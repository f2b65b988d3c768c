//! Output abstraction for side-effecting nodes.
//!
//! Print-style nodes emit text through the [`PrintWriter`] carried by the
//! execution context, so hosts can route blueprint output to stdout, capture
//! it for tests, or drop it entirely.

use std::{
    borrow::Cow,
    io::{self, Write as _},
};

use crate::error::NodeError;

/// Trait for handling output emitted by node behaviors.
///
/// Implement this to capture or redirect text produced by print-style nodes.
/// The default implementation [`StdPrint`] writes to stdout.
pub trait PrintWriter {
    /// Called once per emitted line, without a trailing newline.
    fn write_line(&mut self, line: Cow<'_, str>) -> Result<(), NodeError>;
}

/// Default `PrintWriter` that writes one line per call to stdout.
#[derive(Debug, Default)]
pub struct StdPrint;

impl PrintWriter for StdPrint {
    fn write_line(&mut self, line: Cow<'_, str>) -> Result<(), NodeError> {
        let mut stdout = io::stdout().lock();
        writeln!(stdout, "{line}").map_err(|err| NodeError::Output(err.to_string()))
    }
}

/// `PrintWriter` that discards all output.
#[derive(Debug, Default)]
pub struct NoPrint;

impl PrintWriter for NoPrint {
    fn write_line(&mut self, _line: Cow<'_, str>) -> Result<(), NodeError> {
        Ok(())
    }
}

/// `PrintWriter` that collects emitted lines into a `Vec<String>`.
///
/// Used by tests and by hosts that surface blueprint output in their own UI.
#[derive(Debug, Default)]
pub struct CollectPrint {
    lines: Vec<String>,
}

impl CollectPrint {
    #[must_use]
    pub fn new() -> Self {
        Self::default()
    }

    #[must_use]
    pub fn lines(&self) -> &[String] {
        &self.lines
    }

    #[must_use]
    pub fn into_lines(self) -> Vec<String> {
        self.lines
    }
}

impl PrintWriter for CollectPrint {
    fn write_line(&mut self, line: Cow<'_, str>) -> Result<(), NodeError> {
        self.lines.push(line.into_owned());
        Ok(())
    }
}
//! The stack machine that executes blueprint programs.
//!
//! One `execute` call owns one operand stack; nothing persists between
//! calls. Programs are straight-line, so the loop is a single forward pass:
//! `LoadConst` pushes a pool entry, `Invoke` looks the opcode up in the
//! registry, presents the top input slots to the behavior, then pops inputs
//! and pushes outputs according to the arity declared in the binding.

use smallvec::{SmallVec, smallvec};

use crate::{
    bytecode::{Bytecode, Instruction},
    context::ExecContext,
    error::{ExecError, ExecResult},
    registry::NodeRegistry,
    tracer::{MachineTracer, NoopTracer},
    value::Value,
};

/// Default operand stack capacity, in value slots.
///
/// Matches the inline buffer of [`ValueStack`], so executions within the
/// default capacity never touch the heap for stack storage.
pub const DEFAULT_STACK_CAPACITY: usize = 64;

/// Fixed-capacity operand stack, private to one `execute` call.
///
/// Storage is inline up to [`DEFAULT_STACK_CAPACITY`] slots and spills to
/// the heap only for machines configured with a larger capacity. Every push
/// is bounds-checked against the configured capacity; the inline buffer size
/// is a storage detail, not the limit.
#[derive(Debug)]
struct ValueStack {
    slots: SmallVec<[Value; DEFAULT_STACK_CAPACITY]>,
    capacity: usize,
}

impl ValueStack {
    fn with_capacity(capacity: usize) -> Self {
        Self {
            slots: SmallVec::new(),
            capacity,
        }
    }

    fn depth(&self) -> usize {
        self.slots.len()
    }

    /// Pushes a value, refusing to exceed the configured capacity.
    fn push(&mut self, value: Value) -> bool {
        if self.slots.len() >= self.capacity {
            return false;
        }
        self.slots.push(value);
        true
    }

    /// The top `count` slots, deepest first. Caller has verified the depth.
    fn top_slice(&self, count: usize) -> &[Value] {
        &self.slots[self.slots.len() - count..]
    }

    /// Pops `count` values, then pushes each of `outputs` in order.
    ///
    /// Caller has already verified both the available depth and that the
    /// resulting depth fits within capacity.
    fn replace_top(&mut self, count: usize, outputs: impl IntoIterator<Item = Value>) {
        let kept = self.slots.len() - count;
        self.slots.truncate(kept);
        self.slots.extend(outputs);
        debug_assert!(self.slots.len() <= self.capacity);
    }

    fn into_values(self) -> Vec<Value> {
        self.slots.into_vec()
    }
}

/// The interpreter: executes [`Bytecode`] programs against a registry.
///
/// A machine borrows its registry at construction (the host owns the
/// registry's lifecycle) and carries only immutable configuration, so one
/// machine may run many programs, and multiple machines sharing one frozen
/// registry may execute concurrently — each call gets its own stack.
///
/// For a fixed program, registry, and context, execution is fully
/// deterministic: same dispatch sequence, same final stack, same side
/// effects (assuming the behaviors themselves are deterministic).
#[derive(Debug)]
pub struct Machine<'reg, E> {
    registry: &'reg NodeRegistry<E>,
    capacity: usize,
}

impl<'reg, E> Machine<'reg, E> {
    /// Creates a machine with the default stack capacity.
    #[must_use]
    pub fn new(registry: &'reg NodeRegistry<E>) -> Self {
        Self::with_capacity(registry, DEFAULT_STACK_CAPACITY)
    }

    /// Creates a machine with an explicit stack capacity.
    #[must_use]
    pub fn with_capacity(registry: &'reg NodeRegistry<E>, capacity: usize) -> Self {
        Self { registry, capacity }
    }

    /// Configured operand stack capacity, in value slots.
    #[must_use]
    pub fn capacity(&self) -> usize {
        self.capacity
    }

    /// Executes `program` to completion on an empty stack.
    ///
    /// `Ok` is normal halt and carries the residual stack contents, bottom
    /// to top. `Err` is a fault; the fault names the opcode or instruction
    /// that caused it, and the registry and program remain usable for
    /// further calls.
    pub fn execute(&self, program: &Bytecode, ctx: &mut ExecContext<'_, E>) -> ExecResult<Vec<Value>> {
        self.run(program, ctx, &[], &mut NoopTracer)
    }

    /// Executes `program` with caller-provided initial stack values
    /// (bottom to top).
    pub fn execute_seeded(
        &self,
        program: &Bytecode,
        ctx: &mut ExecContext<'_, E>,
        seed: &[Value],
    ) -> ExecResult<Vec<Value>> {
        self.run(program, ctx, seed, &mut NoopTracer)
    }

    /// Executes `program` on an empty stack, reporting each execution event
    /// to `tracer`.
    pub fn execute_traced<Tr: MachineTracer>(
        &self,
        program: &Bytecode,
        ctx: &mut ExecContext<'_, E>,
        tracer: &mut Tr,
    ) -> ExecResult<Vec<Value>> {
        self.run(program, ctx, &[], tracer)
    }

    fn run<Tr: MachineTracer>(
        &self,
        program: &Bytecode,
        ctx: &mut ExecContext<'_, E>,
        seed: &[Value],
        tracer: &mut Tr,
    ) -> ExecResult<Vec<Value>> {
        if seed.len() > self.capacity {
            return Err(fault(
                tracer,
                ExecError::SeedTooLarge {
                    provided: seed.len(),
                    capacity: self.capacity,
                },
            ));
        }
        let mut stack = ValueStack::with_capacity(self.capacity);
        for value in seed {
            let pushed = stack.push(*value);
            debug_assert!(pushed, "seed length was checked against capacity");
        }

        // no branching: execution order is exactly program order
        for (ip, &instruction) in program.instructions().iter().enumerate() {
            tracer.on_instruction(ip, instruction, stack.depth());
            match instruction {
                Instruction::LoadConst(index) => {
                    let Some(value) = program.constant(index) else {
                        return Err(fault(
                            tracer,
                            ExecError::ConstIndexOutOfRange {
                                index,
                                pool_len: program.constants().len(),
                            },
                        ));
                    };
                    if !stack.push(value) {
                        return Err(fault(
                            tracer,
                            ExecError::StackOverflow {
                                instruction,
                                capacity: self.capacity,
                            },
                        ));
                    }
                }
                Instruction::Invoke(opcode) => {
                    let Some(def) = self.registry.lookup(opcode) else {
                        return Err(fault(tracer, ExecError::UnknownOpcode { opcode }));
                    };
                    let inputs = usize::from(def.inputs());
                    let outputs = usize::from(def.outputs());
                    let depth = stack.depth();
                    if depth < inputs {
                        return Err(fault(
                            tracer,
                            ExecError::StackUnderflow {
                                opcode,
                                required: inputs,
                                available: depth,
                            },
                        ));
                    }
                    if depth - inputs + outputs > self.capacity {
                        return Err(fault(
                            tracer,
                            ExecError::StackOverflow {
                                instruction,
                                capacity: self.capacity,
                            },
                        ));
                    }

                    // slots the behavior leaves untouched stay Value::None
                    let mut produced: SmallVec<[Value; 4]> = smallvec![Value::None; outputs];
                    if let Err(source) = def.invoke(ctx, stack.top_slice(inputs), &mut produced) {
                        return Err(fault(tracer, ExecError::Node { opcode, source }));
                    }
                    stack.replace_top(inputs, produced);
                }
            }
        }

        tracer.on_halt(stack.depth());
        Ok(stack.into_values())
    }
}

/// Reports a fault to the tracer and hands the error back for propagation.
fn fault<Tr: MachineTracer>(tracer: &mut Tr, error: ExecError) -> ExecError {
    tracer.on_fault(&error);
    error
}

#[cfg(test)]
mod tests {
    use super::*;

    #[test]
    fn value_stack_refuses_push_beyond_capacity() {
        let mut stack = ValueStack::with_capacity(2);
        assert!(stack.push(Value::Int(1)));
        assert!(stack.push(Value::Int(2)));
        assert!(!stack.push(Value::Int(3)));
        assert_eq!(stack.depth(), 2);
    }

    #[test]
    fn value_stack_replace_top_nets_arity() {
        let mut stack = ValueStack::with_capacity(8);
        for i in 0..3 {
            stack.push(Value::Int(i));
        }
        assert_eq!(stack.top_slice(2), &[Value::Int(1), Value::Int(2)]);

        stack.replace_top(2, [Value::Int(9)]);
        assert_eq!(stack.into_values(), vec![Value::Int(0), Value::Int(9)]);
    }
}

INSTRUCTIONS TO FOLLOW >>
Search the entries for the word "operand", then gather every line that has it.

YOUR RESPONSE >>
//! One `execute` call owns one operand stack; nothing persists between
/// Default operand stack capacity, in value slots.
/// Fixed-capacity operand stack, private to one `execute` call.
    /// Configured operand stack capacity, in value slots.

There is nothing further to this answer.